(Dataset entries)
# # # # #

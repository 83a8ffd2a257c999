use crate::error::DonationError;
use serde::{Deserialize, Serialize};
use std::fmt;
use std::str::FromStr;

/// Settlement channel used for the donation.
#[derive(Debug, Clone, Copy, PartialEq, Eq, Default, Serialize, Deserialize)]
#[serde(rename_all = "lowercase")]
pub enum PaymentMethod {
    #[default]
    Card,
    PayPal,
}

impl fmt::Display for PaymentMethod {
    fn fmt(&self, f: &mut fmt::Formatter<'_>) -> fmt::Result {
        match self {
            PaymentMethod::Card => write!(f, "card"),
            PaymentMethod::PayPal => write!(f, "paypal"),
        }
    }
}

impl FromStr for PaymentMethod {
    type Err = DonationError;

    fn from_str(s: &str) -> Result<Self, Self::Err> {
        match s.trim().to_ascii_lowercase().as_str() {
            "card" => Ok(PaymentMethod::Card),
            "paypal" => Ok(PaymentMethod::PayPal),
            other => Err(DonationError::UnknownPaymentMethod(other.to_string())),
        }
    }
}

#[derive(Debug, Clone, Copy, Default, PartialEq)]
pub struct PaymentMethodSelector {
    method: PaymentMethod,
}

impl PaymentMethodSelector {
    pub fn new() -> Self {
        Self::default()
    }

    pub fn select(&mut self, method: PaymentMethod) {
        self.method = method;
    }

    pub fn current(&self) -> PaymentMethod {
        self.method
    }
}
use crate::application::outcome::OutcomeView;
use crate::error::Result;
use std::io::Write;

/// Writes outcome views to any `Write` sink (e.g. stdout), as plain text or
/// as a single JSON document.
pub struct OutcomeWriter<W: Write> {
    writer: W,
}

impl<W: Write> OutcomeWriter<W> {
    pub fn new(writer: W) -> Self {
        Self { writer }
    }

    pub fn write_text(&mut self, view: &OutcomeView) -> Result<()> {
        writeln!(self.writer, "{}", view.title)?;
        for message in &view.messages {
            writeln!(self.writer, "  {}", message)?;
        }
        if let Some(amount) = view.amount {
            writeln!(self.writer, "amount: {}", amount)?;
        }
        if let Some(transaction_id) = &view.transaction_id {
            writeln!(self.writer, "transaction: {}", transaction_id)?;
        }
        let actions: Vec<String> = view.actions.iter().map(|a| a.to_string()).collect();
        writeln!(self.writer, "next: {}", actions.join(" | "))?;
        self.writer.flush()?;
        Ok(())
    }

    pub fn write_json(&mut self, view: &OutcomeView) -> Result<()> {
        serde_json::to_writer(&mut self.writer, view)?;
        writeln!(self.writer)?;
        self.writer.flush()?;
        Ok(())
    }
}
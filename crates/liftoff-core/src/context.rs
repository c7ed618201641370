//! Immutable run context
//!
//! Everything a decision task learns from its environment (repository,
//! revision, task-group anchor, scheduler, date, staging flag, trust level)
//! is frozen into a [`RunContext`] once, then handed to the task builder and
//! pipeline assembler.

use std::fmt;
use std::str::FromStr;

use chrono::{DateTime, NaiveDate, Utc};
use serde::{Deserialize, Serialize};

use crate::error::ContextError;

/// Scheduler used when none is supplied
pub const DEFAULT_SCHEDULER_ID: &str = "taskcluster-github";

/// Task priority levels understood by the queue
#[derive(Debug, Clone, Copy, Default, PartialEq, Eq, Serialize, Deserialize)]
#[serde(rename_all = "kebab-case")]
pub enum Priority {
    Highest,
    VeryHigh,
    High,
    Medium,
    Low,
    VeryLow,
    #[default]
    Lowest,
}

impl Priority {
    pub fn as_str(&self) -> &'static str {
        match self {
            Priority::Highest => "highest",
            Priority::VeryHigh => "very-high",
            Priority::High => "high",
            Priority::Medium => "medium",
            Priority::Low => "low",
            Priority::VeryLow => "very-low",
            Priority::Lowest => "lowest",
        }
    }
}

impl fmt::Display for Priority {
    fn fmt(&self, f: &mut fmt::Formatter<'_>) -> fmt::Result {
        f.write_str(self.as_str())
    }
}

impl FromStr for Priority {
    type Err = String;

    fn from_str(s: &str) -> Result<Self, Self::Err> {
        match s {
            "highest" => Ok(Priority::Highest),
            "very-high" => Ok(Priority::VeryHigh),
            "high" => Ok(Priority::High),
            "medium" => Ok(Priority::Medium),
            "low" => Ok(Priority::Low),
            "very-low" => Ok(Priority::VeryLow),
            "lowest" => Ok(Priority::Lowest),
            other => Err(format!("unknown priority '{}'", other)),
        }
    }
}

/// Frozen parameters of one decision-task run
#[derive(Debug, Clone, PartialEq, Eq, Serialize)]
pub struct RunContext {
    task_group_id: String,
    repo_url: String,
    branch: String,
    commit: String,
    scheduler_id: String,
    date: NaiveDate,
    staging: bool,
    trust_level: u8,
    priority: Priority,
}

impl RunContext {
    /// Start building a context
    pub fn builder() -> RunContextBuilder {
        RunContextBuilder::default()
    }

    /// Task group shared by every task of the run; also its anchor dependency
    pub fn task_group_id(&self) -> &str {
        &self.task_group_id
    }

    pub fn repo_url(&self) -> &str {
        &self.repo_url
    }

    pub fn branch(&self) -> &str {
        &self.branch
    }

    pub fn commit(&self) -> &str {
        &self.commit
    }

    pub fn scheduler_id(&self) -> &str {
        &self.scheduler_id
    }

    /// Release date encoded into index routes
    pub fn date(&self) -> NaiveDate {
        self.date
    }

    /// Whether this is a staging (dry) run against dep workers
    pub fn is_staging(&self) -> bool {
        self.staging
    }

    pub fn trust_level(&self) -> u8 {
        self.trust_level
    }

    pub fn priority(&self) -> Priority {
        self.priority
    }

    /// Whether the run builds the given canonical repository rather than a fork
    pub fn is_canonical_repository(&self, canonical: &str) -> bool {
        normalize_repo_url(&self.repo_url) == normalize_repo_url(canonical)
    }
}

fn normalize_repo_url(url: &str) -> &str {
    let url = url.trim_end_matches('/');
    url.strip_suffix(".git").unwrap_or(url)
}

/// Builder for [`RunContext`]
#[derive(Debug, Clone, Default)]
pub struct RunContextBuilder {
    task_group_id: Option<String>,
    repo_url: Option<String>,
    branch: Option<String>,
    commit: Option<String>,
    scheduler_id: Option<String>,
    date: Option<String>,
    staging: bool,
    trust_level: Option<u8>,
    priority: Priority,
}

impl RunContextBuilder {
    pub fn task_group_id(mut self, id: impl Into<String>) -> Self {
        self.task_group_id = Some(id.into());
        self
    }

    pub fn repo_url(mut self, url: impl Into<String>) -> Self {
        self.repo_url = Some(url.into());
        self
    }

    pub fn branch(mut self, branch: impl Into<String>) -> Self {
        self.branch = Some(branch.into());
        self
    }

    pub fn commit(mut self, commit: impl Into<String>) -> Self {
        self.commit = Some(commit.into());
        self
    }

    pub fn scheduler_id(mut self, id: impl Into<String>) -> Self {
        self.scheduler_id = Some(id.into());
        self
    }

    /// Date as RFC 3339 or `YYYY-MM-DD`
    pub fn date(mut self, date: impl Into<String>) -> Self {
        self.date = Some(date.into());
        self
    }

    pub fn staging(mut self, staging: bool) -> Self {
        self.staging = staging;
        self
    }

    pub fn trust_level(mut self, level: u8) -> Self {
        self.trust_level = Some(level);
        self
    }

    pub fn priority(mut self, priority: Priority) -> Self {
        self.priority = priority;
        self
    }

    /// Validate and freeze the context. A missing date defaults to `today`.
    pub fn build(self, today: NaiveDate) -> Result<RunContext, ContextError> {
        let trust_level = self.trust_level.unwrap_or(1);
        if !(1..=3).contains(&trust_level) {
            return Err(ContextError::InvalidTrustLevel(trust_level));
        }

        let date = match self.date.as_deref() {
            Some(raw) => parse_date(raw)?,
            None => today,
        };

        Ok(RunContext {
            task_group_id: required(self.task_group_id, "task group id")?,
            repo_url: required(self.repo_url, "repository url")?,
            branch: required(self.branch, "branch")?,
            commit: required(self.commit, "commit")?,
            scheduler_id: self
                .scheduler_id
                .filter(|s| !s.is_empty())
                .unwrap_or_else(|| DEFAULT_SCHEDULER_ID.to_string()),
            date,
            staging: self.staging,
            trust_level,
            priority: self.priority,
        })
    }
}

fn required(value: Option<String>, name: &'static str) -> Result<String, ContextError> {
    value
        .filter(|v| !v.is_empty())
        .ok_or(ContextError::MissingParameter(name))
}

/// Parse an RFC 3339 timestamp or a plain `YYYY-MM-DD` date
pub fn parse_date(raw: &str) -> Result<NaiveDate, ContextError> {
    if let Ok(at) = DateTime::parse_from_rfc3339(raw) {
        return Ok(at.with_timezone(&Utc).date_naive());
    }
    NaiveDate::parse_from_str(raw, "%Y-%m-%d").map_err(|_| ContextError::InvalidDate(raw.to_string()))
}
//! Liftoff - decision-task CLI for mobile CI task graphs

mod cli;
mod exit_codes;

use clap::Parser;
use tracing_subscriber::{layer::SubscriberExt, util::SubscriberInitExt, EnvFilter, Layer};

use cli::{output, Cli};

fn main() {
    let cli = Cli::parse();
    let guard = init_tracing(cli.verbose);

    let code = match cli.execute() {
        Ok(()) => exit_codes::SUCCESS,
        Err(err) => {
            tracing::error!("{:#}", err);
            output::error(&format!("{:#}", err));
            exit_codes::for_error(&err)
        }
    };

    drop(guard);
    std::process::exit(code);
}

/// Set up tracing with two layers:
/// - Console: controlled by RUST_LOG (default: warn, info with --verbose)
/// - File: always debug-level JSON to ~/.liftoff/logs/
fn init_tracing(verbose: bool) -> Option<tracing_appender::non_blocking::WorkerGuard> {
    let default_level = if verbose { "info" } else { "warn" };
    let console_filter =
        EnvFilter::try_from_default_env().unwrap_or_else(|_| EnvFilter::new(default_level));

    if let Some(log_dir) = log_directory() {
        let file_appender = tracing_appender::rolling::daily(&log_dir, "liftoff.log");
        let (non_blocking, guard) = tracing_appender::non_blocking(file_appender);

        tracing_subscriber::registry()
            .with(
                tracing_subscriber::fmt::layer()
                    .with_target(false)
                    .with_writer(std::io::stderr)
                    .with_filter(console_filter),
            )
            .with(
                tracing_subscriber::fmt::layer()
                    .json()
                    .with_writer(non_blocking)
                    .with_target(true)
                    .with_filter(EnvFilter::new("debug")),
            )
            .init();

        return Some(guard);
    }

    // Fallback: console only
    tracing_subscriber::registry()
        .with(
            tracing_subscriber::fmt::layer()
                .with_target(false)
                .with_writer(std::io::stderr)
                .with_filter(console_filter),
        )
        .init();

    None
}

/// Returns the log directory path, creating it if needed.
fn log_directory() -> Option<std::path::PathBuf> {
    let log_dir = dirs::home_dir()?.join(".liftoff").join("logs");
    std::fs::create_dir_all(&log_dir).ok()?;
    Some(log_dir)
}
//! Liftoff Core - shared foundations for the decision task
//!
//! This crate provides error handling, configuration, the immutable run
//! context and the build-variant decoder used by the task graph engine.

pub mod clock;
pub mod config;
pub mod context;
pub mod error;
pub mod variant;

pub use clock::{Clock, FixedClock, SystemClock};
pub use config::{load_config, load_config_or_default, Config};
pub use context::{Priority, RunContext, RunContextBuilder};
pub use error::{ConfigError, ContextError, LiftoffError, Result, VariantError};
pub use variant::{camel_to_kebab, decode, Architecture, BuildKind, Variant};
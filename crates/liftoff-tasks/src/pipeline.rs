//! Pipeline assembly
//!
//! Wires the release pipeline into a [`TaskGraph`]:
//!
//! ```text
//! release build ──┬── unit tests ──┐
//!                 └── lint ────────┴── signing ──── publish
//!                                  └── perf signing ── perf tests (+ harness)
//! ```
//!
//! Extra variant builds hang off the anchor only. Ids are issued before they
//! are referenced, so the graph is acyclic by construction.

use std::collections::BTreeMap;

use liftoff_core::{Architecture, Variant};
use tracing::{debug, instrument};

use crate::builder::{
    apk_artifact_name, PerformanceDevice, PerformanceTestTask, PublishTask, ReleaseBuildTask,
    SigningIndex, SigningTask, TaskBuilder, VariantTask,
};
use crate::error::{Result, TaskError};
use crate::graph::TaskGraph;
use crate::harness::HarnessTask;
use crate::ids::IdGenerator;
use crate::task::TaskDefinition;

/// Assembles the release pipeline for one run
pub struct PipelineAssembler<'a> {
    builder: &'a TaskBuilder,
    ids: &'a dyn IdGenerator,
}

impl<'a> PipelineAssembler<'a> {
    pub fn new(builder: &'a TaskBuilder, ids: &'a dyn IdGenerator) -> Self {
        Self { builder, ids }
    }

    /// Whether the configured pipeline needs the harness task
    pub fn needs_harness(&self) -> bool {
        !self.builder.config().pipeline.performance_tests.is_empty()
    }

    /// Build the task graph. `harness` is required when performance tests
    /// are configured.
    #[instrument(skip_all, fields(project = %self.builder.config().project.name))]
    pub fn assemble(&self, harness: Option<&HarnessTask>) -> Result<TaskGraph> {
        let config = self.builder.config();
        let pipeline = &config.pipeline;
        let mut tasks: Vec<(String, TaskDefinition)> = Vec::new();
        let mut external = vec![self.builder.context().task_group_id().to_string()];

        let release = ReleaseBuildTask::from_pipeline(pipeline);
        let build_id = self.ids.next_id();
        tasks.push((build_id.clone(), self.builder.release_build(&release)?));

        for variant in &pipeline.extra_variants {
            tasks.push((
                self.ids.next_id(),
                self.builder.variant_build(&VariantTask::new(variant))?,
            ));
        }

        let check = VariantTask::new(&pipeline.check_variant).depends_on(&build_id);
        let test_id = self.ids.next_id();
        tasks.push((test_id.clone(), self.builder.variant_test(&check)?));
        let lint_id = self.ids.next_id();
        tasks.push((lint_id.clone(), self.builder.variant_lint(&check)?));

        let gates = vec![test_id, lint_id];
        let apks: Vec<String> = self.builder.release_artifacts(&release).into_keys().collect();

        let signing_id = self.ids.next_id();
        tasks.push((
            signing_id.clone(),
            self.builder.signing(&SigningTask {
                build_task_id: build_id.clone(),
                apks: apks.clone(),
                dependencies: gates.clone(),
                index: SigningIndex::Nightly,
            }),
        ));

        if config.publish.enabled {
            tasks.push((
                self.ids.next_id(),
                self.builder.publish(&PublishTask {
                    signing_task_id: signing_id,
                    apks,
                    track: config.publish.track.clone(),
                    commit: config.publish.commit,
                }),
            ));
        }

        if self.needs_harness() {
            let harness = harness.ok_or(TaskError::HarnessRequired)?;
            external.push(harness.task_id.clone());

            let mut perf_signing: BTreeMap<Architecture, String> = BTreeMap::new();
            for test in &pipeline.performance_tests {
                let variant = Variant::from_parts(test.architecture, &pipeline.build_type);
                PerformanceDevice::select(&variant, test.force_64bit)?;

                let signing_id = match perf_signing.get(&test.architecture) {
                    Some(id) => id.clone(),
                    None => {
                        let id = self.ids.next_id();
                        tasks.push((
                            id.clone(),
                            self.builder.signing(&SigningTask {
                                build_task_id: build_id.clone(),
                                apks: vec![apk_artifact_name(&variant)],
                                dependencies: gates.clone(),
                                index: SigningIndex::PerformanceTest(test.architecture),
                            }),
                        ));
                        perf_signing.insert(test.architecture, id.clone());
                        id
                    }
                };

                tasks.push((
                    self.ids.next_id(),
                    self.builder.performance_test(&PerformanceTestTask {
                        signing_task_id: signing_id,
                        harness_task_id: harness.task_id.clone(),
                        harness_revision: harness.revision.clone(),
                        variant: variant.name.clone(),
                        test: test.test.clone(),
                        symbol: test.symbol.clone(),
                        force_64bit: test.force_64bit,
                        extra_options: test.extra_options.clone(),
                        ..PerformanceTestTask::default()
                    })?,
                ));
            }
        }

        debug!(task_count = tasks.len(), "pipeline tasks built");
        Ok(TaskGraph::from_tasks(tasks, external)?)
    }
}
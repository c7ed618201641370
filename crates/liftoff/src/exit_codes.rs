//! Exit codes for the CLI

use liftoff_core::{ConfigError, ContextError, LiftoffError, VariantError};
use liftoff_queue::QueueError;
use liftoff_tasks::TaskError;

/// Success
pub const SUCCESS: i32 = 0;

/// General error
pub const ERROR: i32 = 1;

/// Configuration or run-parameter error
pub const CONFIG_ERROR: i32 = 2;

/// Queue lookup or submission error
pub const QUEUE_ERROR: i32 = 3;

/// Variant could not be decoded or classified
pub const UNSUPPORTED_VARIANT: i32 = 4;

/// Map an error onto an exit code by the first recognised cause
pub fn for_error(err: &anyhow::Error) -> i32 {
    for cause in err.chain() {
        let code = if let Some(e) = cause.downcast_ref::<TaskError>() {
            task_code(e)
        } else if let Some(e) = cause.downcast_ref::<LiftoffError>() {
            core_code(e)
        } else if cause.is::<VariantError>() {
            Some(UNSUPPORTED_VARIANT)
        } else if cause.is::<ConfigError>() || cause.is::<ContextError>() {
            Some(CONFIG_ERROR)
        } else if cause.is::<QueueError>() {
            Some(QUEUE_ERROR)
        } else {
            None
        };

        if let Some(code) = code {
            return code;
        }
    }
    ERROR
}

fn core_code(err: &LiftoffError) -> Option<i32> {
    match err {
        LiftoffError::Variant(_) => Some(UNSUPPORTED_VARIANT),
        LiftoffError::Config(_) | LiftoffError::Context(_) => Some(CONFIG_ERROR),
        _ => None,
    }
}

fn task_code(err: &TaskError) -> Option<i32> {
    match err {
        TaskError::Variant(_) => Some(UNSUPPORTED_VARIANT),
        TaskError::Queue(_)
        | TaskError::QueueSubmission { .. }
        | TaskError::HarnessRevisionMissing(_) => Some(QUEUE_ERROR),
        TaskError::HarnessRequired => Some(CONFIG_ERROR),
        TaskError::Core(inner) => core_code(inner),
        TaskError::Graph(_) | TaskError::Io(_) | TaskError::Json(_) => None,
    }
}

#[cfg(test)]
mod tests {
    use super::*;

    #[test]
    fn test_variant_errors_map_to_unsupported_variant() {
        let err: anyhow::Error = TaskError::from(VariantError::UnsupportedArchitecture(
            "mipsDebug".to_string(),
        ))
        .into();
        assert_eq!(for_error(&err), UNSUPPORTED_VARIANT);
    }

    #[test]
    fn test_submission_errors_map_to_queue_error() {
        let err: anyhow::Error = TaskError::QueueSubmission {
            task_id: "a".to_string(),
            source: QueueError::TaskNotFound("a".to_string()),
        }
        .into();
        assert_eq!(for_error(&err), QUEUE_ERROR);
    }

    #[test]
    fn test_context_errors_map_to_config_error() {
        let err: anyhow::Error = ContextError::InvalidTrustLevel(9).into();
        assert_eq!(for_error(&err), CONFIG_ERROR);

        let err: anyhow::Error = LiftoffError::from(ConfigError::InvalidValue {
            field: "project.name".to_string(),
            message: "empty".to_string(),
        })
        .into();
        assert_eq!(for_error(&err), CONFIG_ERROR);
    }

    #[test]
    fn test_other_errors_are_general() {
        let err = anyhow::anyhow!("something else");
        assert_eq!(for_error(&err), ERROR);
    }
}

# # # # #

WORK TASK.
In the entries above, find the line with "use liftoff_tasks::TaskError;" and the line with "let err: anyhow::Error = TaskError::QueueSubmission", then restate word for word both of them and every line between, with nothing more.

TASK ANSWER.
use liftoff_tasks::TaskError;

/// Success
pub const SUCCESS: i32 = 0;

/// General error
pub const ERROR: i32 = 1;

/// Configuration or run-parameter error
pub const CONFIG_ERROR: i32 = 2;

/// Queue lookup or submission error
pub const QUEUE_ERROR: i32 = 3;

/// Variant could not be decoded or classified
pub const UNSUPPORTED_VARIANT: i32 = 4;

/// Map an error onto an exit code by the first recognised cause
pub fn for_error(err: &anyhow::Error) -> i32 {
    for cause in err.chain() {
        let code = if let Some(e) = cause.downcast_ref::<TaskError>() {
            task_code(e)
        } else if let Some(e) = cause.downcast_ref::<LiftoffError>() {
            core_code(e)
        } else if cause.is::<VariantError>() {
            Some(UNSUPPORTED_VARIANT)
        } else if cause.is::<ConfigError>() || cause.is::<ContextError>() {
            Some(CONFIG_ERROR)
        } else if cause.is::<QueueError>() {
            Some(QUEUE_ERROR)
        } else {
            None
        };

        if let Some(code) = code {
            return code;
        }
    }
    ERROR
}

fn core_code(err: &LiftoffError) -> Option<i32> {
    match err {
        LiftoffError::Variant(_) => Some(UNSUPPORTED_VARIANT),
        LiftoffError::Config(_) | LiftoffError::Context(_) => Some(CONFIG_ERROR),
        _ => None,
    }
}

fn task_code(err: &TaskError) -> Option<i32> {
    match err {
        TaskError::Variant(_) => Some(UNSUPPORTED_VARIANT),
        TaskError::Queue(_)
        | TaskError::QueueSubmission { .. }
        | TaskError::HarnessRevisionMissing(_) => Some(QUEUE_ERROR),
        TaskError::HarnessRequired => Some(CONFIG_ERROR),
        TaskError::Core(inner) => core_code(inner),
        TaskError::Graph(_) | TaskError::Io(_) | TaskError::Json(_) => None,
    }
}

#[cfg(test)]
mod tests {
    use super::*;

    #[test]
    fn test_variant_errors_map_to_unsupported_variant() {
        let err: anyhow::Error = TaskError::from(VariantError::UnsupportedArchitecture(
            "mipsDebug".to_string(),
        ))
        .into();
        assert_eq!(for_error(&err), UNSUPPORTED_VARIANT);
    }

    #[test]
    fn test_submission_errors_map_to_queue_error() {
        let err: anyhow::Error = TaskError::QueueSubmission {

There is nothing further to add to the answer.